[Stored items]
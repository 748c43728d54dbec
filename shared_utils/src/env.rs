use thiserror::Error;

/// An environment variable required by the application is not set (or is blank).
#[derive(Debug, Error)]
#[error("Missing environment variable: {0}")]
pub struct MissingEnvVarError(pub String);

/// Reads a required environment variable.
///
/// Blank values count as missing, so `DATABASE_URL=` in a shell profile fails
/// loudly instead of producing an empty path downstream.
pub fn get_env_var(name: &str) -> Result<String, MissingEnvVarError> {
    get_env_override(name).ok_or_else(|| MissingEnvVarError(name.to_string()))
}

/// Reads an optional environment override, trimming whitespace.
///
/// Returns `None` when the variable is unset, blank, or not valid unicode.
pub fn get_env_override(name: &str) -> Option<String> {
    std::env::var(name)
        .ok()
        .map(|v| v.trim().to_string())
        .filter(|v| !v.is_empty())
}
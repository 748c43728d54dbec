use std::path::PathBuf;

use anyhow::{Context, Result};
use clap::{Args, Parser, Subcommand};
use lake_ingest::config::{LakeConfig, load_config_path};
use lake_ingest::db::migrate;
use lake_ingest::dimension::SymbolDimension;
use lake_ingest::manifest::{ManifestStatus, ManifestStore, SqliteManifestStore};
use lake_ingest::store::SqliteQuarantineStore;
use tracing_subscriber::EnvFilter;

#[derive(Parser)]
#[command(version, about = "Lake ingestion CLI")]
struct Cli {
    /// Lake config TOML. Without it, DATABASE_URL and LAKE_ROOT are read from the environment.
    #[arg(long, value_name = "FILE", global = true)]
    config: Option<String>,

    #[command(subcommand)]
    cmd: Cmd,
}

#[derive(Subcommand)]
enum Cmd {
    /// Apply pending schema migrations.
    Migrate,
    Manifest(ManifestCmd),
    Quarantine(QuarantineCmd),
    Dimension(DimensionCmd),
}

#[derive(Args)]
struct ManifestCmd {
    #[command(subcommand)]
    sub: ManifestSub,
}

#[derive(Subcommand)]
enum ManifestSub {
    /// Print manifest records as JSON lines.
    List {
        #[arg(long, value_parser = parse_status)]
        status: Option<ManifestStatus>,
    },
}

#[derive(Args)]
struct QuarantineCmd {
    #[command(subcommand)]
    sub: QuarantineSub,
}

#[derive(Subcommand)]
enum QuarantineSub {
    /// Row counts per table and reason.
    Summary,
}

#[derive(Args)]
struct DimensionCmd {
    #[command(subcommand)]
    sub: DimensionSub,
}

#[derive(Subcommand)]
enum DimensionSub {
    /// Load a symbol dimension snapshot and report overlapping windows.
    Check {
        /// Snapshot to check; defaults to `symbol_dimension` from the config.
        #[arg(long)]
        path: Option<PathBuf>,
    },
}

fn parse_status(s: &str) -> Result<ManifestStatus, String> {
    s.parse().map_err(|e: lake_ingest::manifest::RepoError| e.to_string())
}

fn main() -> Result<()> {
    tracing_subscriber::fmt()
        .with_env_filter(EnvFilter::try_from_default_env().unwrap_or_else(|_| EnvFilter::new("info")))
        .with_writer(std::io::stderr)
        .init();

    let cli = Cli::parse();
    let cfg = match &cli.config {
        Some(path) => load_config_path(path)?,
        None => LakeConfig::from_env()?,
    };

    match cli.cmd {
        Cmd::Migrate => {
            migrate::run_all(&cfg.database_url)?;
            tracing::info!(database_url = %cfg.database_url, "migrations up to date");
        }
        Cmd::Manifest(ManifestCmd {
            sub: ManifestSub::List { status },
        }) => {
            let store = SqliteManifestStore::open(&cfg.database_url)?;
            for rec in store.list(status)? {
                println!("{}", serde_json::to_string(&rec)?);
            }
        }
        Cmd::Quarantine(QuarantineCmd {
            sub: QuarantineSub::Summary,
        }) => {
            let store = SqliteQuarantineStore::open(&cfg.database_url)?;
            for row in store.summary()? {
                println!("{}\t{}\t{}", row.table_name, row.reason, row.rows);
            }
        }
        Cmd::Dimension(DimensionCmd {
            sub: DimensionSub::Check { path },
        }) => {
            let path = path
                .or(cfg.symbol_dimension)
                .context("no dimension snapshot: pass --path or set symbol_dimension")?;
            let dim = SymbolDimension::load_parquet(&path)?;
            let overlapping = dim.overlapping_keys();
            tracing::info!(path = %path.display(), windows = dim.len(), overlapping = overlapping.len(), "dimension loaded");
            for (exchange, symbol) in &overlapping {
                println!("{exchange}\t{symbol}");
            }
        }
    }

    Ok(())
}
//! Diesel models mapping to the database schema.
//!
//! These types mirror the tables defined in the embedded migrations and in
//! [`crate::schema`]:
//! - [`crate::schema::file_manifest`]: one row per bronze file identity with status and counts
//! - [`crate::schema::quarantine_rows`]: rejected rows linked back to `file_manifest.id`
//! - [`crate::schema::file_claims`]: in-flight runs, at most one per `file_manifest.id`
//!
//! Timestamps are RFC-3339 UTC text (see [`crate::tz::to_rfc3339_millis`]) and trading
//! dates are `YYYY-MM-DD` text. Domain-facing types live in [`crate::manifest`] and
//! [`crate::store::quarantine`]; these structs are only the row shapes.

use diesel::prelude::*;

use crate::schema::*;

/// A row in [`crate::schema::file_manifest`].
#[derive(Debug, Clone, Queryable, Identifiable, Selectable)]
#[diesel(table_name = file_manifest, check_for_backend(diesel::sqlite::Sqlite))]
pub struct ManifestRow {
    /// Stable surrogate (`file_id`), assigned once per identity.
    pub id: i64,
    /// Vendor code (e.g., "tardis").
    pub vendor: String,
    /// Data type / target table (e.g., "trades").
    pub data_type: String,
    /// Path of the immutable bronze capture file.
    pub bronze_path: String,
    /// Content hash of the bronze file.
    pub file_hash: String,
    /// One of "pending" | "success" | "failed" | "quarantined".
    pub status: String,
    /// Rows produced by the parser in the last run.
    pub rows_total: i64,
    /// Rows written to the event store in the last run.
    pub rows_written: i64,
    /// Rows written to quarantine in the last run.
    pub rows_quarantined: i64,
    /// Smallest trading date written (YYYY-MM-DD).
    pub trading_date_min: Option<String>,
    /// Largest trading date written (YYYY-MM-DD).
    pub trading_date_max: Option<String>,
    /// Human-readable reason for failed/quarantined outcomes.
    pub status_reason: Option<String>,
    /// Number of recorded status transitions.
    pub attempts: i32,
    /// When discovery first saw the file (RFC-3339 UTC).
    pub discovered_at: String,
    /// Row creation time (RFC-3339 UTC).
    pub created_at: String,
    /// Time of the last recorded status transition (RFC-3339 UTC).
    pub processed_at: Option<String>,
    /// Maintained by trigger on UPDATE.
    pub updated_at: String,
}

/// Insertable form of [`ManifestRow`]; everything else takes column defaults.
#[derive(Debug, Clone, Insertable)]
#[diesel(table_name = file_manifest)]
pub struct NewManifestRow<'a> {
    /// Vendor code.
    pub vendor: &'a str,
    /// Data type / target table.
    pub data_type: &'a str,
    /// Bronze file path.
    pub bronze_path: &'a str,
    /// Content hash.
    pub file_hash: &'a str,
    /// Initial status, always "pending".
    pub status: &'a str,
    /// Discovery time (RFC-3339 UTC).
    pub discovered_at: &'a str,
}

/// Status transition payload applied by the manifest store.
#[derive(Debug, Clone, AsChangeset)]
#[diesel(table_name = file_manifest, treat_none_as_null = true)]
pub struct ManifestStatusChange<'a> {
    /// New status.
    pub status: &'a str,
    /// Rows seen.
    pub rows_total: i64,
    /// Rows written.
    pub rows_written: i64,
    /// Rows quarantined.
    pub rows_quarantined: i64,
    /// Smallest written trading date.
    pub trading_date_min: Option<String>,
    /// Largest written trading date.
    pub trading_date_max: Option<String>,
    /// Reason text (failed / quarantined), cleared otherwise.
    pub status_reason: Option<&'a str>,
    /// Transition time.
    pub processed_at: Option<String>,
}

/// A row in [`crate::schema::quarantine_rows`].
#[derive(Debug, Clone, Queryable, Identifiable, Associations, Selectable)]
#[diesel(table_name = quarantine_rows, check_for_backend(diesel::sqlite::Sqlite))]
#[diesel(belongs_to(ManifestRow, foreign_key = file_id))]
pub struct QuarantineRecordRow {
    /// Database primary key.
    pub id: i64,
    /// Target table of the rejected row.
    pub table_name: String,
    /// FK to [`ManifestRow::id`].
    pub file_id: i64,
    /// Lineage position of the rejected row within its file.
    pub file_seq: i64,
    /// Exchange, when the row carried one.
    pub exchange: Option<String>,
    /// Exchange symbol, when the row carried one.
    pub symbol: Option<String>,
    /// Event time, when the row carried one.
    pub ts_event_us: Option<i64>,
    /// Reason code, e.g. "missing_pit_symbol_coverage".
    pub reason: String,
    /// Free-form detail for remediation.
    pub detail: Option<String>,
    /// The full row as a JSON object.
    pub payload: String,
    /// Insert time (RFC-3339 UTC).
    pub created_at: String,
}

/// Insertable / upsertable form of [`QuarantineRecordRow`].
#[derive(Debug, Clone, Insertable, AsChangeset)]
#[diesel(table_name = quarantine_rows, treat_none_as_null = true)]
pub struct NewQuarantineRecordRow<'a> {
    /// Target table.
    pub table_name: &'a str,
    /// Originating file.
    pub file_id: i64,
    /// Lineage position.
    pub file_seq: i64,
    /// Exchange, if any.
    pub exchange: Option<&'a str>,
    /// Symbol, if any.
    pub symbol: Option<&'a str>,
    /// Event time, if any.
    pub ts_event_us: Option<i64>,
    /// Reason code.
    pub reason: &'a str,
    /// Free-form detail.
    pub detail: Option<&'a str>,
    /// Row payload as JSON.
    pub payload: &'a str,
}

/// A row in [`crate::schema::file_claims`].
#[derive(Debug, Clone, Queryable, Identifiable, Selectable)]
#[diesel(table_name = file_claims, check_for_backend(diesel::sqlite::Sqlite))]
pub struct FileClaimRow {
    /// Claim token; never reused.
    pub id: i64,
    /// Claimed file.
    pub file_id: i64,
    /// Who holds the claim, for diagnostics.
    pub owner: String,
    /// Claim time (RFC-3339 UTC).
    pub claimed_at: String,
    /// Lapse time (RFC-3339 UTC).
    pub expires_at: String,
}

/// Insertable form of [`FileClaimRow`].
#[derive(Debug, Clone, Insertable)]
#[diesel(table_name = file_claims)]
pub struct NewFileClaimRow<'a> {
    /// Claimed file.
    pub file_id: i64,
    /// Holder.
    pub owner: &'a str,
    /// Claim time.
    pub claimed_at: &'a str,
    /// Lapse time.
    pub expires_at: &'a str,
}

Task ::
Gather each line in these records that contains the string "ManifestSub".

Problem solution ::
    sub: ManifestSub,
enum ManifestSub {
            sub: ManifestSub::List { status },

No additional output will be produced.